Dlaczego nie? Spójrzmy prawdzie w oczy - Gibraltar to miejsce przereklamowane. Najgorsza była komunikacja - zarówno "do" (trzeba wysiąść z autobusu w Hiszpanii i znaleźć przejście graniczne bez oznaczeń) oraz "w" (miasto jest małe, ale wiecznie zakorkowane). 

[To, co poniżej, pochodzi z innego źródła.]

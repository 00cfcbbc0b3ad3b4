//! Shared test doubles for driving the controller
//!
//! Each collaborator trait gets a counter-instrumented mock; tests hold the
//! probe halves to feed buffers/events in and observe what the controller
//! did. Time-sensitive assertions run under tokio's paused clock: pure
//! yields keep the clock frozen (for "not yet" checks), sleep-based waits
//! let it auto-advance (for "eventually" checks).

use std::sync::atomic::{AtomicBool, AtomicUsize, Ordering};
use std::sync::{Arc, Mutex};
use std::time::Duration;

use tokio::sync::{mpsc, watch};

use voxflow::capture::{AudioCapture, AudioChunk};
use voxflow::config::Config;
use voxflow::controller::{ControllerHandle, StatusSnapshot, VoiceController};
use voxflow::error::{CaptureError, InjectError, RecognizeError};
use voxflow::inject::TextInjector;
use voxflow::permissions::{Capabilities, PermissionMonitor};
use voxflow::recognize::{RecognitionEvent, StreamingRecognizer};

// ============================================================================
// Capture mock
// ============================================================================

#[derive(Default)]
pub struct CaptureProbe {
    pub start_calls: AtomicUsize,
    pub stop_calls: AtomicUsize,
    pub fail_start: AtomicBool,
    tx: Mutex<Option<mpsc::Sender<Result<AudioChunk, CaptureError>>>>,
}

impl CaptureProbe {
    pub fn starts(&self) -> usize {
        self.start_calls.load(Ordering::SeqCst)
    }

    pub fn stops(&self) -> usize {
        self.stop_calls.load(Ordering::SeqCst)
    }

    /// Push one 100ms buffer into the controller, as the capture thread would
    pub fn send_chunk(&self) {
        let guard = self.tx.lock().unwrap();
        let tx = guard.as_ref().expect("capture not started");
        tx.try_send(Ok(AudioChunk::mono(vec![0.0; 1600], 16000)))
            .expect("capture channel full");
    }

    /// Surface a stream error, as the capture error callback would
    pub fn send_error(&self, detail: &str) {
        let guard = self.tx.lock().unwrap();
        let tx = guard.as_ref().expect("capture not started");
        tx.try_send(Err(CaptureError::Stream(detail.to_string())))
            .expect("capture channel full");
    }
}

pub struct MockCapture(pub Arc<CaptureProbe>);

#[async_trait::async_trait]
impl AudioCapture for MockCapture {
    async fn start(
        &mut self,
    ) -> Result<mpsc::Receiver<Result<AudioChunk, CaptureError>>, CaptureError> {
        self.0.start_calls.fetch_add(1, Ordering::SeqCst);
        if self.0.fail_start.load(Ordering::SeqCst) {
            return Err(CaptureError::Connection("mock start failure".to_string()));
        }
        let (tx, rx) = mpsc::channel(64);
        *self.0.tx.lock().unwrap() = Some(tx);
        Ok(rx)
    }

    async fn stop(&mut self) -> Result<(), CaptureError> {
        self.0.stop_calls.fetch_add(1, Ordering::SeqCst);
        Ok(())
    }
}

// ============================================================================
// Recognizer mock
// ============================================================================

#[derive(Default)]
pub struct RecognizerProbe {
    pub init_calls: AtomicUsize,
    pub fail_init: AtomicBool,
    pub session_starts: AtomicUsize,
    pub session_stops: AtomicUsize,
    pub feed_count: AtomicUsize,
    /// Text emitted as a Final event when the session is stopped
    pub final_on_stop: Mutex<Option<String>>,
    tx: Mutex<Option<mpsc::Sender<Result<RecognitionEvent, RecognizeError>>>>,
}

impl RecognizerProbe {
    pub fn session_starts(&self) -> usize {
        self.session_starts.load(Ordering::SeqCst)
    }

    pub fn fed(&self) -> usize {
        self.feed_count.load(Ordering::SeqCst)
    }

    pub fn set_final_on_stop(&self, text: &str) {
        *self.final_on_stop.lock().unwrap() = Some(text.to_string());
    }

    /// Emit a recognition event, as the engine callback would
    pub fn send_event(&self, event: RecognitionEvent) {
        let guard = self.tx.lock().unwrap();
        let tx = guard.as_ref().expect("session not started");
        tx.try_send(Ok(event)).expect("event channel full");
    }

    /// Surface a fatal recognizer error
    pub fn send_fatal(&self, detail: &str) {
        let guard = self.tx.lock().unwrap();
        let tx = guard.as_ref().expect("session not started");
        tx.try_send(Err(RecognizeError::InferenceFailed(detail.to_string())))
            .expect("event channel full");
    }
}

pub struct MockRecognizer(pub Arc<RecognizerProbe>);

#[async_trait::async_trait]
impl StreamingRecognizer for MockRecognizer {
    async fn initialize(&mut self) -> Result<(), RecognizeError> {
        self.0.init_calls.fetch_add(1, Ordering::SeqCst);
        if self.0.fail_init.load(Ordering::SeqCst) {
            return Err(RecognizeError::InitFailed("mock init failure".to_string()));
        }
        Ok(())
    }

    async fn start_session(
        &mut self,
    ) -> Result<mpsc::Receiver<Result<RecognitionEvent, RecognizeError>>, RecognizeError> {
        self.0.session_starts.fetch_add(1, Ordering::SeqCst);
        let (tx, rx) = mpsc::channel(32);
        *self.0.tx.lock().unwrap() = Some(tx);
        Ok(rx)
    }

    async fn feed(&mut self, _chunk: &AudioChunk) -> Result<(), RecognizeError> {
        self.0.feed_count.fetch_add(1, Ordering::SeqCst);
        Ok(())
    }

    async fn stop_session(&mut self) -> Result<(), RecognizeError> {
        self.0.session_stops.fetch_add(1, Ordering::SeqCst);
        if let Some(text) = self.0.final_on_stop.lock().unwrap().take() {
            let guard = self.0.tx.lock().unwrap();
            if let Some(tx) = guard.as_ref() {
                let _ = tx.try_send(Ok(RecognitionEvent::Final(text)));
            }
        }
        Ok(())
    }
}

// ============================================================================
// Injector mock
// ============================================================================

#[derive(Default)]
pub struct InjectorProbe {
    pub allow: AtomicBool,
    pub fail_inject: AtomicBool,
    injected: Mutex<Vec<String>>,
}

impl InjectorProbe {
    pub fn new() -> Arc<Self> {
        let probe = Self::default();
        probe.allow.store(true, Ordering::SeqCst);
        Arc::new(probe)
    }

    pub fn injected(&self) -> Vec<String> {
        self.injected.lock().unwrap().clone()
    }
}

#[async_trait::async_trait]
impl TextInjector for InjectorProbe {
    fn should_input(&self, text: &str) -> bool {
        self.allow.load(Ordering::SeqCst) && !text.trim().is_empty()
    }

    fn format(&self, text: &str) -> String {
        text.trim().to_string()
    }

    async fn inject(&self, text: &str) -> Result<(), InjectError> {
        if self.fail_inject.load(Ordering::SeqCst) {
            return Err(InjectError::InjectionFailed("mock inject failure".to_string()));
        }
        self.injected.lock().unwrap().push(text.to_string());
        Ok(())
    }
}

// ============================================================================
// Permission mock
// ============================================================================

pub struct TestPermissions {
    tx: watch::Sender<Capabilities>,
}

impl TestPermissions {
    pub fn granted() -> Arc<Self> {
        Self::with(Capabilities {
            has_microphone: true,
            has_accessibility: true,
        })
    }

    pub fn with(caps: Capabilities) -> Arc<Self> {
        let (tx, _) = watch::channel(caps);
        Arc::new(Self { tx })
    }

    /// Flip the live flags, as the permission subsystem would
    pub fn set(&self, caps: Capabilities) {
        let _ = self.tx.send(caps);
    }
}

impl PermissionMonitor for TestPermissions {
    fn current(&self) -> Capabilities {
        *self.tx.borrow()
    }

    fn subscribe(&self) -> watch::Receiver<Capabilities> {
        self.tx.subscribe()
    }
}

// ============================================================================
// Rig
// ============================================================================

pub struct Rig {
    pub controller: ControllerHandle,
    pub capture: Arc<CaptureProbe>,
    pub recognizer: Arc<RecognizerProbe>,
    pub injector: Arc<InjectorProbe>,
    pub permissions: Arc<TestPermissions>,
}

pub fn spawn_rig() -> Rig {
    spawn_rig_with(Config::default(), TestPermissions::granted())
}

pub fn spawn_rig_with(config: Config, permissions: Arc<TestPermissions>) -> Rig {
    let capture = Arc::new(CaptureProbe::default());
    let recognizer = Arc::new(RecognizerProbe::default());
    let injector = InjectorProbe::new();

    let controller = VoiceController::new(
        &config,
        Box::new(MockCapture(capture.clone())),
        Box::new(MockRecognizer(recognizer.clone())),
        injector.clone(),
        permissions.clone(),
    )
    .spawn();

    Rig {
        controller,
        capture,
        recognizer,
        injector,
        permissions,
    }
}

// ============================================================================
// Waiting helpers (paused-clock aware)
// ============================================================================

/// Let the controller drain its queues without advancing the clock
pub async fn drain() {
    for _ in 0..50 {
        tokio::task::yield_now().await;
    }
}

/// Wait for a status the controller will publish; never advances the clock
/// past unrelated timers unless the controller itself is waiting on one.
pub async fn wait_status(
    rx: &mut watch::Receiver<StatusSnapshot>,
    mut pred: impl FnMut(&StatusSnapshot) -> bool,
    what: &str,
) -> StatusSnapshot {
    {
        let snap = rx.borrow_and_update().clone();
        if pred(&snap) {
            return snap;
        }
    }
    loop {
        tokio::select! {
            res = rx.changed() => {
                assert!(res.is_ok(), "controller gone while waiting for {}", what);
                let snap = rx.borrow_and_update().clone();
                if pred(&snap) {
                    return snap;
                }
            }
            _ = tokio::time::sleep(Duration::from_secs(60)) => {
                panic!("timeout waiting for {}", what);
            }
        }
    }
}

/// Poll a condition, letting the paused clock advance between checks
pub async fn wait_for(mut cond: impl FnMut() -> bool, what: &str) {
    for _ in 0..500 {
        if cond() {
            return;
        }
        tokio::time::sleep(Duration::from_millis(20)).await;
    }
    panic!("timeout waiting for {}", what);
}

Co do zobaczenia na miejscu? Samo miasto w sobie to nic specjalnego - ot, turystyczna miejscowość, gdzie płaci się funtami, a nie euro. W Gibraltarze najpiękniejsza jest przyroda oraz widoki - górna część The Rock z Moorish Castle oraz St. Michael's Cave i Europa Point, skąd rozciąga się widok na Afrykę. Odpocząć można w urokliwym ogrodzie botanicznym położonym blisko kolejki na Upper Rock.

Czego nie znajdziesz o Gibraltarze w przewodniku? Chociaż miasto jest małe, lepiej zapoznać się z komunikacją miejską lub używać taksówek. Ciekawe miejsca są słabo oznaczone i można je przeoczyć (głównie dlatego, że nie robią wrażenia i można łatwo dojść do wniosku "niee... to nie może być to".)

Prawdziwy przebój: Małpy! O jakie one fajne! I nic sobie nie robią z ludzkiej obecności i pięknie pozują do zdjęć. Dla przypomnienia: Gibraltar jest jedynym miejscem w Europie, gdzie można zobaczyć dziko żyjące małpy.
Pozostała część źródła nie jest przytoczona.